- Aim of the task: In how many lines of the records does the string "SyncError" appear? State only the number.

───── Extracted material ─────

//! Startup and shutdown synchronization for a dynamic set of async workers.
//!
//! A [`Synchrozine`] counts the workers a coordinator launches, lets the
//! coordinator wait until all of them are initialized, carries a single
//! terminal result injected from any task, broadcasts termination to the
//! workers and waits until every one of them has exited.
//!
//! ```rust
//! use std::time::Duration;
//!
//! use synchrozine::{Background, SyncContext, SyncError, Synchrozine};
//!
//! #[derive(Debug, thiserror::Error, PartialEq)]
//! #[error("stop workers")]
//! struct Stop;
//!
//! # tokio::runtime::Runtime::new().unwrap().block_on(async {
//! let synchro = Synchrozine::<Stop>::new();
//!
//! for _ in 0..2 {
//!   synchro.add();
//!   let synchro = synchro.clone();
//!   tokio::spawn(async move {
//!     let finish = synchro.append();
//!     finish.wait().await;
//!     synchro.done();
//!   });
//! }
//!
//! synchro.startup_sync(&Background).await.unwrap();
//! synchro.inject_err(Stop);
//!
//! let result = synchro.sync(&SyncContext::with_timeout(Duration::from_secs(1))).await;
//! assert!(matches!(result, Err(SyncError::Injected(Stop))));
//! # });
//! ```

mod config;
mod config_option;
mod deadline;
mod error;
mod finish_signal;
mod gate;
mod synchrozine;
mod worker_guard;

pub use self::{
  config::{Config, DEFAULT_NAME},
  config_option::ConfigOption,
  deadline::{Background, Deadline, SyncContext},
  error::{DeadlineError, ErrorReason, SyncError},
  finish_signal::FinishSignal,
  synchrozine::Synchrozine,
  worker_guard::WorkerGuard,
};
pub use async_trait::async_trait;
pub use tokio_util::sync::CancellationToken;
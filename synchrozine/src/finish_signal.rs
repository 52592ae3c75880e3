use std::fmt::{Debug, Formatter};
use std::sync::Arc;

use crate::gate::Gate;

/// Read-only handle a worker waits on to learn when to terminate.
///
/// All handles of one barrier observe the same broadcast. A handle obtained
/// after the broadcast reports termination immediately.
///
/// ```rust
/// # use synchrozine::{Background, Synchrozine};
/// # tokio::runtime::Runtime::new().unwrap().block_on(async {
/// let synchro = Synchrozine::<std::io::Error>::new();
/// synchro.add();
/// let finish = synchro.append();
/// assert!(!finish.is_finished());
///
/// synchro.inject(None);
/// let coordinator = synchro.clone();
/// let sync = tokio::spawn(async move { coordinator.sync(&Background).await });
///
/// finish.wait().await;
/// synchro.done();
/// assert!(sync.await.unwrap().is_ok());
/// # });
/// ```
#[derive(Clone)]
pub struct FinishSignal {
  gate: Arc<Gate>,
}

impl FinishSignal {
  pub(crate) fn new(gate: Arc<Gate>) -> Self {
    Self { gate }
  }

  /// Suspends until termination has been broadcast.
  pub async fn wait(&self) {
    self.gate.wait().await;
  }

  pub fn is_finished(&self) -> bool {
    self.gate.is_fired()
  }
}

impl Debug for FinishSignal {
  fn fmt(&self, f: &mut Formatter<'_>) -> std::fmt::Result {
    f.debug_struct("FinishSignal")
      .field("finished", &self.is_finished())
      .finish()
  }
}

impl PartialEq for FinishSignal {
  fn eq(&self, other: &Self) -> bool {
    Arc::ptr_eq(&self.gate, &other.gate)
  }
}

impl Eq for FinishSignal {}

─────
───── Extracted material ─────

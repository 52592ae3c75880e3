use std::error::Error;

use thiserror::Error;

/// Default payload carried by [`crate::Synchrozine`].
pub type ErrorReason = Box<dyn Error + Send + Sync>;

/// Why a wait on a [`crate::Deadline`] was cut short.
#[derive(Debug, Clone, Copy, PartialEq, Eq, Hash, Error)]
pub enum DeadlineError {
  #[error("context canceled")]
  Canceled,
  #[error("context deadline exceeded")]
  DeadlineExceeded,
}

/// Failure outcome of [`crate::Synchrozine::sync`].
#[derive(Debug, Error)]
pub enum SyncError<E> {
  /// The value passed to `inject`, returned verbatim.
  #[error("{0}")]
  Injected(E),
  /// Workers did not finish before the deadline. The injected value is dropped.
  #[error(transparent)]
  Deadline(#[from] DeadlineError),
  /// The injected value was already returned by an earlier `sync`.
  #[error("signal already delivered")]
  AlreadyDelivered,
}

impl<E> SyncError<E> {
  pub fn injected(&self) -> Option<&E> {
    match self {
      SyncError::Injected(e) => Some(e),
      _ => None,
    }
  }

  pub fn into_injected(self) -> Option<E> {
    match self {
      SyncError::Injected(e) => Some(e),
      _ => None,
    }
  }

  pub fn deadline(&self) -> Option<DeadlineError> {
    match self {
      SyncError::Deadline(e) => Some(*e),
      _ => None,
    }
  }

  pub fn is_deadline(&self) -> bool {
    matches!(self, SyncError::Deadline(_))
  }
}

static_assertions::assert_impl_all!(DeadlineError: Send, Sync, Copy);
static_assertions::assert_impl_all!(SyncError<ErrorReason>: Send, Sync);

─────

- Result below: 10